Task statement: Up to and including the line containing "CONSTR_TAG_BASE..=127 => Some(tag", retype each line of the listing below exactly, beginning with the first.
- - -
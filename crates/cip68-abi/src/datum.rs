//! CIP68 inline-datum codec: constructor records over CBOR.
//!
//! The reference token's datum is a constructor-0 record holding the metadata
//! map (keys and values as byte strings) and a format version. The owner key
//! hash under `_pk` is stored as its raw bytes (callers pass and receive it
//! hex-encoded); every other value is stored as UTF-8. Redeemer values for
//! the mint and store validators are fieldless constructor records. Only the
//! record layout and the owner-field lookup live here; the CBOR data model
//! itself is `ciborium`'s.

use ciborium::value::{Integer, Value};

use crate::error::Cip68Error;
use crate::schema::Metadata;

/// Metadata key holding the owner public-key hash.
pub const OWNER_KEY: &str = "_pk";

/// CIP68 datum format version written alongside the metadata map.
pub const METADATA_VERSION: u64 = 1;

/// CBOR tag of constructor 0; constructors 0..=6 map to tags 121..=127.
const CONSTR_TAG_BASE: u64 = 121;

/// CBOR tag of constructor 7; constructors 7..=127 map to tags 1280..=1400.
const CONSTR_TAG_HIGH_BASE: u64 = 1280;

/// Encode a constructor record with the given index and fields.
pub fn encode_constr(index: u64, fields: Vec<Value>) -> Result<Vec<u8>, Cip68Error> {
    let tag = if index < 7 {
        CONSTR_TAG_BASE + index
    } else {
        CONSTR_TAG_HIGH_BASE + (index - 7)
    };

    let mut bytes = Vec::new();
    ciborium::ser::into_writer(&Value::Tag(tag, Box::new(Value::Array(fields))), &mut bytes)
        .map_err(|error| Cip68Error::DatumEncode(error.to_string()))?;

    Ok(bytes)
}

fn constr_index_from_tag(tag: u64) -> Option<u64> {
    match tag {
        CONSTR_TAG_BASE..=127 => Some(tag - CONSTR_TAG_BASE),
        CONSTR_TAG_HIGH_BASE..=1400 => Some(tag - CONSTR_TAG_HIGH_BASE + 7),
        _ => None,
    }
}

fn decode_constr(bytes: &[u8]) -> Result<(u64, Vec<Value>), Cip68Error> {
    let value: Value = ciborium::de::from_reader(bytes)
        .map_err(|error| Cip68Error::MalformedDatum(error.to_string()))?;

    let Value::Tag(tag, payload) = value else {
        return Err(Cip68Error::MalformedDatum(
            "payload is not a tagged constructor record".to_string(),
        ));
    };
    let Some(index) = constr_index_from_tag(tag) else {
        return Err(Cip68Error::MalformedDatum(format!(
            "tag {tag} is not a constructor tag"
        )));
    };
    let Value::Array(fields) = *payload else {
        return Err(Cip68Error::MalformedDatum(
            "constructor payload is not an array".to_string(),
        ));
    };

    Ok((index, fields))
}

fn metadata_value_bytes(key: &str, value: &str) -> Result<Vec<u8>, Cip68Error> {
    if key == OWNER_KEY {
        Ok(hex::decode(value)?)
    } else {
        Ok(value.as_bytes().to_vec())
    }
}

/// Encode caller-supplied metadata as the reference token's inline datum.
///
/// # Errors
///
/// Returns [`Cip68Error::InvalidHex`] when the `_pk` value is not a valid
/// hex-encoded key hash.
pub fn encode_metadata(metadata: &Metadata) -> Result<Vec<u8>, Cip68Error> {
    let entries = metadata
        .iter()
        .map(|(key, value)| {
            Ok((
                Value::Bytes(key.as_bytes().to_vec()),
                Value::Bytes(metadata_value_bytes(key, value)?),
            ))
        })
        .collect::<Result<Vec<_>, Cip68Error>>()?;

    encode_constr(
        0,
        vec![
            Value::Map(entries),
            Value::Integer(Integer::from(METADATA_VERSION)),
        ],
    )
}

/// Hex form of [`encode_metadata`], as carried in a `produce_output`
/// instruction.
pub fn encode_metadata_hex(metadata: &Metadata) -> Result<String, Cip68Error> {
    Ok(hex::encode(encode_metadata(metadata)?))
}

fn metadata_entries(bytes: &[u8]) -> Result<Vec<(Value, Value)>, Cip68Error> {
    let (index, fields) = decode_constr(bytes)?;
    if index != 0 {
        return Err(Cip68Error::MalformedDatum(format!(
            "unexpected constructor index {index}"
        )));
    }

    match fields.into_iter().next() {
        Some(Value::Map(entries)) => Ok(entries),
        _ => Err(Cip68Error::MalformedDatum(
            "first constructor field is not a map".to_string(),
        )),
    }
}

/// Decode a reference-token inline datum back into its metadata map.
pub fn decode_metadata(bytes: &[u8]) -> Result<Metadata, Cip68Error> {
    let mut metadata = Metadata::new();
    for (key, value) in metadata_entries(bytes)? {
        let (Value::Bytes(key), Value::Bytes(value)) = (key, value) else {
            return Err(Cip68Error::MalformedDatum(
                "metadata entry is not a pair of byte strings".to_string(),
            ));
        };
        let key = String::from_utf8(key)
            .map_err(|_| Cip68Error::MalformedDatum("metadata key is not UTF-8".to_string()))?;
        let value = if key == OWNER_KEY {
            hex::encode(value)
        } else {
            String::from_utf8(value).map_err(|_| {
                Cip68Error::MalformedDatum("metadata value is not UTF-8".to_string())
            })?
        };
        metadata.insert(key, value);
    }

    Ok(metadata)
}

/// Extract the owner public-key hash recorded under `_pk` from a hex-encoded
/// inline datum.
///
/// Returns the value hex-encoded, or `None` when the field is absent.
///
/// # Errors
///
/// Returns [`Cip68Error::InvalidHex`] on a non-hex payload and
/// [`Cip68Error::MalformedDatum`] when the payload does not decode as a
/// constructor record with a leading map field.
pub fn owner_key_hash(datum_hex: &str) -> Result<Option<String>, Cip68Error> {
    let bytes = hex::decode(datum_hex)?;

    for (key, value) in metadata_entries(&bytes)? {
        let Value::Bytes(key) = key else { continue };
        if key.as_slice() != OWNER_KEY.as_bytes() {
            continue;
        }
        let Value::Bytes(value) = value else {
            return Err(Cip68Error::MalformedDatum(
                "owner field is not a byte string".to_string(),
            ));
        };
        return Ok(Some(hex::encode(value)));
    }

    Ok(None)
}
- - -
Written answer:
filename crates/cip68-abi/src/datum.rs
//! CIP68 inline-datum codec: constructor records over CBOR.
//!
//! The reference token's datum is a constructor-0 record holding the metadata
//! map (keys and values as byte strings) and a format version. The owner key
//! hash under `_pk` is stored as its raw bytes (callers pass and receive it
//! hex-encoded); every other value is stored as UTF-8. Redeemer values for
//! the mint and store validators are fieldless constructor records. Only the
//! record layout and the owner-field lookup live here; the CBOR data model
//! itself is `ciborium`'s.

use ciborium::value::{Integer, Value};

use crate::error::Cip68Error;
use crate::schema::Metadata;

/// Metadata key holding the owner public-key hash.
pub const OWNER_KEY: &str = "_pk";

/// CIP68 datum format version written alongside the metadata map.
pub const METADATA_VERSION: u64 = 1;

/// CBOR tag of constructor 0; constructors 0..=6 map to tags 121..=127.
const CONSTR_TAG_BASE: u64 = 121;

/// CBOR tag of constructor 7; constructors 7..=127 map to tags 1280..=1400.
const CONSTR_TAG_HIGH_BASE: u64 = 1280;

/// Encode a constructor record with the given index and fields.
pub fn encode_constr(index: u64, fields: Vec<Value>) -> Result<Vec<u8>, Cip68Error> {
    let tag = if index < 7 {
        CONSTR_TAG_BASE + index
    } else {
        CONSTR_TAG_HIGH_BASE + (index - 7)
    };

    let mut bytes = Vec::new();
    ciborium::ser::into_writer(&Value::Tag(tag, Box::new(Value::Array(fields))), &mut bytes)
        .map_err(|error| Cip68Error::DatumEncode(error.to_string()))?;

    Ok(bytes)
}

fn constr_index_from_tag(tag: u64) -> Option<u64> {
    match tag {
        CONSTR_TAG_BASE..=127 => Some(tag - CONSTR_TAG_BASE),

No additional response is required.